Lloyd looks into Otis's face for an indication that he's not really going to play this card, but none is forthcoming.

Frank is talking to Mercy at the opposite end of the bar. "You still mad at me?"

"You're damn right I am. You know that girl whose implant you just signed?
That
is a groupie."

"Cut me some slack, okay? This indictment is playing with my stress level."

"Try and do right by someone and they cast aspersions on your character."

"Aspersions?"

"Hey, I do the
TV Guide
crossword, okay?"

Now Vida approaches, brandishing a wad of cash. Otis, having seen the money, abandons Lloyd and drifts over as Vida says,
"You want to count it?" Frank takes the money and shoots the bills off his fingers onto the bar. All there.

"Thanks," he says, and Vida walks away from the man accused of killing her husband, smiling.

Otis says to Frank, "You know that guy over there wants to write a book about you?" as Mercy excuses herself and walks out
from behind the bar.

"Mind if I talk to you later?" Lloyd asks her. "I'm not trying to pick you up. It's for something I'm writing."

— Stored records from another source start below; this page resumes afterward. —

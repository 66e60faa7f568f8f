//! Tunable constants for risk aggregation, link suggestion and inference.
//!
//! The numeric defaults reproduce the behaviour of the spreadsheet-era
//! bowtie tool this crate replaces. They are heuristics, not validated risk
//! math, so every one of them can be overridden from a JSON file.

use std::path::{Path, PathBuf};

use serde::{Deserialize, Serialize};

use crate::linking::SimilarityMethod;

/// Top-level configuration. Every section falls back to its defaults when
/// omitted from the file.
#[derive(Debug, Clone, Default, PartialEq, Serialize, Deserialize)]
#[serde(default)]
pub struct BowtieConfig {
    pub risk: RiskConfig,
    pub linking: LinkingConfig,
    pub inference: InferenceConfig,
    pub vocabulary: VocabularyConfig,
}

/// Risk-level thresholds and the per-link likelihood aggregation constants.
#[derive(Debug, Clone, PartialEq, Serialize, Deserialize)]
#[serde(default)]
pub struct RiskConfig {
    /// Likelihood × severity scores up to this value are `Low`.
    pub low_max: u32,
    /// Scores up to this value (and above `low_max`) are `Medium`.
    pub medium_max: u32,
    /// Exponent applied to the chained likelihood product.
    pub likelihood_exponent: f64,
    /// Multiplier applied after the exponent.
    pub likelihood_scale: f64,
    /// Divisor applied to every link after the first in the chain.
    pub stage_scale: f64,
}

impl Default for RiskConfig {
    fn default() -> Self {
        Self {
            low_max: 6,
            medium_max: 15,
            likelihood_exponent: 0.3,
            likelihood_scale: 2.5,
            stage_scale: 5.0,
        }
    }
}

/// Defaults for `find_links`.
#[derive(Debug, Clone, PartialEq, Serialize, Deserialize)]
#[serde(default)]
pub struct LinkingConfig {
    pub similarity_threshold: f64,
    pub max_links_per_item: usize,
    pub methods: Vec<SimilarityMethod>,
}

impl Default for LinkingConfig {
    fn default() -> Self {
        Self {
            similarity_threshold: 0.1,
            max_links_per_item: 3,
            methods: SimilarityMethod::all().to_vec(),
        }
    }
}

/// Bayesian-network construction limits and the fallback heuristic.
#[derive(Debug, Clone, PartialEq, Serialize, Deserialize)]
#[serde(default)]
pub struct InferenceConfig {
    /// Spread of the default CPT kernel; smaller is sharper.
    pub cpt_spread: f64,
    /// Uniform mass mixed into every default CPT row.
    pub cpt_floor: f64,
    /// Refuse to tabulate a CPT with more parent-state combinations than this.
    pub max_parent_combinations: usize,
    /// Exact inference gives up (and falls back) past this factor size.
    pub max_factor_size: usize,
    pub fallback: FallbackConfig,
}

impl Default for InferenceConfig {
    fn default() -> Self {
        Self {
            cpt_spread: 0.8,
            cpt_floor: 0.05,
            max_parent_combinations: 4_096,
            max_factor_size: 1 << 20,
            fallback: FallbackConfig::default(),
        }
    }
}

/// Closed-form fallback: base priors and the multiplier applied to the
/// adverse-state mass for each kind of evidence.
#[derive(Debug, Clone, PartialEq, Serialize, Deserialize)]
#[serde(default)]
pub struct FallbackConfig {
    /// Low/Medium/High prior for consequence-side queries.
    pub consequence_prior: [f64; 3],
    /// Low/Medium/High prior for the central problem.
    pub problem_prior: [f64; 3],
    /// Low/Medium/High prior for everything else.
    pub default_prior: [f64; 3],
    pub activity_present: f64,
    pub activity_absent: f64,
    pub pressure_high: f64,
    pub pressure_low: f64,
    pub control_failed: f64,
    pub control_effective: f64,
    pub escalation_active: f64,
    pub escalation_inactive: f64,
    pub mitigation_failed: f64,
    pub mitigation_effective: f64,
}

impl Default for FallbackConfig {
    fn default() -> Self {
        Self {
            consequence_prior: [0.5, 0.3, 0.2],
            problem_prior: [0.4, 0.4, 0.2],
            default_prior: [0.3, 0.5, 0.2],
            activity_present: 1.5,
            activity_absent: 0.7,
            pressure_high: 2.0,
            pressure_low: 0.6,
            control_failed: 1.8,
            control_effective: 0.5,
            escalation_active: 1.4,
            escalation_inactive: 0.8,
            mitigation_failed: 1.6,
            mitigation_effective: 0.6,
        }
    }
}

#[derive(Debug, Clone, PartialEq, Serialize, Deserialize)]
#[serde(default)]
pub struct VocabularyConfig {
    /// Directory holding `activities.csv`, `pressures.csv`, `controls.csv`
    /// and `consequences.csv`.
    pub dir: Option<PathBuf>,
    pub load_timeout_ms: u64,
}

impl Default for VocabularyConfig {
    fn default() -> Self {
        Self {
            dir: None,
            load_timeout_ms: 5_000,
        }
    }
}

#[derive(Debug, thiserror::Error)]
pub enum ConfigError {
    #[error("io error reading {path}: {source}")]
    Io {
        path: String,
        #[source]
        source: std::io::Error,
    },
    #[error("invalid config {path}: {source}")]
    Parse {
        path: String,
        #[source]
        source: serde_json::Error,
    },
    #[error("invalid config value {field}: {reason}")]
    Invalid { field: &'static str, reason: String },
}

impl BowtieConfig {
    pub fn default_path() -> PathBuf {
        if let Ok(path) = std::env::var("BOWTIE_CONFIG") {
            return PathBuf::from(path);
        }
        PathBuf::from("bowtie.json")
    }

    /// Load from `default_path()`, returning defaults when the file is absent.
    pub fn load_or_default() -> Result<Self, ConfigError> {
        let path = Self::default_path();
        if !path.exists() {
            return Ok(Self::default());
        }
        load_config_from_path(path)
    }

    pub fn validate(&self) -> Result<(), ConfigError> {
        if self.risk.low_max >= self.risk.medium_max {
            return Err(ConfigError::Invalid {
                field: "risk.low_max",
                reason: format!(
                    "must be below medium_max ({} >= {})",
                    self.risk.low_max, self.risk.medium_max
                ),
            });
        }
        if !(self.risk.stage_scale > 0.0) {
            return Err(ConfigError::Invalid {
                field: "risk.stage_scale",
                reason: "must be positive".to_string(),
            });
        }
        if !(0.0..=1.0).contains(&self.linking.similarity_threshold) {
            return Err(ConfigError::Invalid {
                field: "linking.similarity_threshold",
                reason: "must lie in [0, 1]".to_string(),
            });
        }
        if self.linking.max_links_per_item == 0 {
            return Err(ConfigError::Invalid {
                field: "linking.max_links_per_item",
                reason: "must be at least 1".to_string(),
            });
        }
        if !(self.inference.cpt_spread > 0.0) {
            return Err(ConfigError::Invalid {
                field: "inference.cpt_spread",
                reason: "must be positive".to_string(),
            });
        }
        if !(0.0..1.0).contains(&self.inference.cpt_floor) {
            return Err(ConfigError::Invalid {
                field: "inference.cpt_floor",
                reason: "must lie in [0, 1)".to_string(),
            });
        }
        let fb = &self.inference.fallback;
        for (field, prior) in [
            ("inference.fallback.consequence_prior", fb.consequence_prior),
            ("inference.fallback.problem_prior", fb.problem_prior),
            ("inference.fallback.default_prior", fb.default_prior),
        ] {
            if prior.iter().any(|p| !p.is_finite() || *p < 0.0) || prior.iter().sum::<f64>() <= 0.0
            {
                return Err(ConfigError::Invalid {
                    field,
                    reason: "prior weights must be non-negative with a positive sum".to_string(),
                });
            }
        }
        for (field, multiplier) in [
            ("inference.fallback.activity_present", fb.activity_present),
            ("inference.fallback.activity_absent", fb.activity_absent),
            ("inference.fallback.pressure_high", fb.pressure_high),
            ("inference.fallback.pressure_low", fb.pressure_low),
            ("inference.fallback.control_failed", fb.control_failed),
            ("inference.fallback.control_effective", fb.control_effective),
            ("inference.fallback.escalation_active", fb.escalation_active),
            ("inference.fallback.escalation_inactive", fb.escalation_inactive),
            ("inference.fallback.mitigation_failed", fb.mitigation_failed),
            ("inference.fallback.mitigation_effective", fb.mitigation_effective),
        ] {
            if !(multiplier.is_finite() && multiplier > 0.0) {
                return Err(ConfigError::Invalid {
                    field,
                    reason: format!("multiplier must be positive and finite, got {multiplier}"),
                });
            }
        }
        Ok(())
    }
}

pub fn load_config_from_path(path: impl AsRef<Path>) -> Result<BowtieConfig, ConfigError> {
    let path = path.as_ref();
    let raw = std::fs::read_to_string(path).map_err(|source| ConfigError::Io {
        path: path.display().to_string(),
        source,
    })?;
    let config: BowtieConfig = serde_json::from_str(&raw).map_err(|source| ConfigError::Parse {
        path: path.display().to_string(),
        source,
    })?;
    config.validate()?;
    Ok(config)
}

"Sure thing." Mercy moves across the room and down a short hall with a pay phone to a door marked FILLIES. Pushing open the
door, she's greeted by the sight of Bobbie Jo standing with her back to the sink, skirt hiked above her hips and her legs
wrapped around Creed. As soon as they see her, they disengage. Mercy notices her husband is holding a handkerchief in his
hand, then realizes it's Bobbie Jo's panties.

"Excuse me, Creed," Mercy says, dead calm. When you're done snakin' Bobbie Jo, I'd like to use the ladies' room."

Bobbie Jo slides off the sink and smoothes her skirt down. "He told me you were gettin' divorced."

Lloyd looks up from his beer to see Mercy striding across the bar toward the door. "Miss?" he says, holding his hand up, but
she doesn't even see him. Lloyd throws some money on the bar, slides off the stool, and follows her out.

In the nearly deserted parking lot of Club Louie, Otis is telling Frank, "Don't be talking to nobody unless I check 'em out
for you. That writer in there? He's looking for the main chance, Frank. All kinds of people looking for the main chance."

"And you're in it because of the inner goodness you have?"

"I didn't say Otis Cain ain't gonna get a taste, but that's 'cause we're a team. You scratch my ass and I keep yours outta
the fryin' pan."

Mercy yells, "Goddammit," and walks quickly toward the men. "You wanna make it up to me for insultin' my womanly virtue?"